Organic cotton - does it offer multiple benefits for farmers? A sustainable livelihood analysis in central India

Eva Goldmann1, Lou Habermann2, Gurbir Bhullar3

1Research Institute of Organic Agriculture (FiBL), Dept. of International Cooperation, Switzerland
2Universität Innsbruck and Resarch Institute of Organic Agriculture (FIBL)
3Berner Fachhochschule School of Agricultural, Forest and Food Sciences (HAFL), Agronomy, Switzerland


India is the largest organic cotton producing country worldwide: more than 100 000 farmers are growing organic cotton on an average field size of less than 2ha. For many of them, organic cotton is an important cash crop and a key income source.
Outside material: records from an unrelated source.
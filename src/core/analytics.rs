//! Dashboard analytics and recent-orders projection.
//!
//! Everything here is a read-only view recomputed from current entity-store
//! state on every call; nothing is cached or persisted, so the numbers can
//! never go stale after concurrent restocks and orders. Counts and sums are
//! folded in Rust over the fetched rows, which is deliberate at back-office
//! scale.

use crate::{
    config::settings::Settings,
    core::product as inventory,
    entities::{Client, Order, order, order::OrderStatus},
    errors::Result,
};
use chrono::{NaiveTime, Utc};
use sea_orm::{QueryOrder, QuerySelect, prelude::*};
use serde::Serialize;

/// Rows returned by the recent-orders projection when the caller does not ask
/// for a specific limit.
const DEFAULT_RECENT_LIMIT: u64 = 10;

/// One row of the recent-orders projection.
#[derive(Debug, Clone, PartialEq, Serialize)]
pub struct RecentOrder {
    /// Order id
    pub id: i64,
    /// Human-facing order identifier
    pub order_number: String,
    /// Display name of the client, "Unknown Client" when the reference no
    /// longer resolves
    pub client_name: String,
    /// Current fulfillment status
    pub status: OrderStatus,
    /// When the order was placed
    pub order_date: DateTimeUtc,
}

/// The dashboard headline numbers.
#[derive(Debug, Clone, PartialEq, Serialize)]
pub struct Analytics {
    /// Orders whose `order_date` falls on or after midnight (UTC) today
    pub orders_today: usize,
    /// All-time sum of order totals
    pub revenue: f64,
    /// Products currently at or below their low-stock threshold
    pub low_stock_items: usize,
    /// Clients whose `last_active` falls within the configured trailing window
    pub new_clients: usize,
}

/// Returns the most recent orders, newest first, annotated with the client's
/// display name.
///
/// A dangling client reference degrades to "Unknown Client" instead of
/// failing the projection.
pub async fn get_recent_orders(
    db: &DatabaseConnection,
    limit: Option<u64>,
) -> Result<Vec<RecentOrder>> {
    let rows = Order::find()
        .find_also_related(Client)
        .order_by_desc(order::Column::OrderDate)
        .limit(limit.unwrap_or(DEFAULT_RECENT_LIMIT))
        .all(db)
        .await?;

    Ok(rows
        .into_iter()
        .map(|(order_row, client_row)| RecentOrder {
            id: order_row.id,
            order_number: order_row.order_number,
            client_name: client_row
                .map_or_else(|| "Unknown Client".to_string(), |client| client.name),
            status: order_row.status,
            order_date: order_row.order_date,
        })
        .collect())
}

/// Computes the dashboard analytics from current store state.
///
/// Calling this twice with no intervening mutation yields identical results;
/// there is no cache to invalidate. The "new clients" window comes from
/// [`Settings::new_client_window_days`] rather than a hidden constant.
pub async fn get_analytics(db: &DatabaseConnection, settings: &Settings) -> Result<Analytics> {
    let now = Utc::now();
    let midnight = now.date_naive().and_time(NaiveTime::MIN).and_utc();
    let window_start = now - chrono::Duration::days(settings.new_client_window_days);

    let orders = Order::find().all(db).await?;
    let orders_today = orders
        .iter()
        .filter(|order_row| order_row.order_date >= midnight)
        .count();
    let revenue: f64 = orders.iter().map(|order_row| order_row.total).sum();

    let low_stock_items = crate::entities::Product::find()
        .all(db)
        .await?
        .iter()
        .filter(|product_row| inventory::is_low_stock(product_row))
        .count();

    let new_clients = Client::find()
        .all(db)
        .await?
        .iter()
        .filter(|client_row| {
            client_row
                .last_active
                .is_some_and(|last_active| last_active >= window_start)
        })
        .count();

    Ok(Analytics {
        orders_today,
        revenue,
        low_stock_items,
        new_clients,
    })
}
But the production of organic cotton can provide benefits beyond the income, such as ecological or health benefits. The sustainable livelihood approach offers a framework to look at the complexity of organic farmers’ livelihoods beyond the economic aspects. Different assets describe the resources people have at their disposal, and the combination of assets describes the individual livelihood. We conducted a livelihood survey with a total number of 90 farmers, 45 organic and 45 conventional farmers in the cotton-growing region of the Nimar valley in Madhya Pradesh, India. A project supporting farmers in growing organic cotton and providing further social support has longstanding engagement in this area. We have assessed factors of farmers’ physical, human, social, natural, and economic capital. Using descriptive statistical analysis we assessed the differences between the two farmer groups. Organic farmers were found to have a stronger social network, perceived increases in soil fertility, and increased on-farm diversity. Economic factors, such as costs for agricultural inputs often remained the distinguishing aspect between organic and conventional farmers. Differences in their social and human capital might be attributed to the effects of the project activities in the region. To develop projects that empower small-holder farmers, it is crucial to understand not only the economic but also the social impacts of these projects. More research is needed to develop a framework to guide such livelihood analysis.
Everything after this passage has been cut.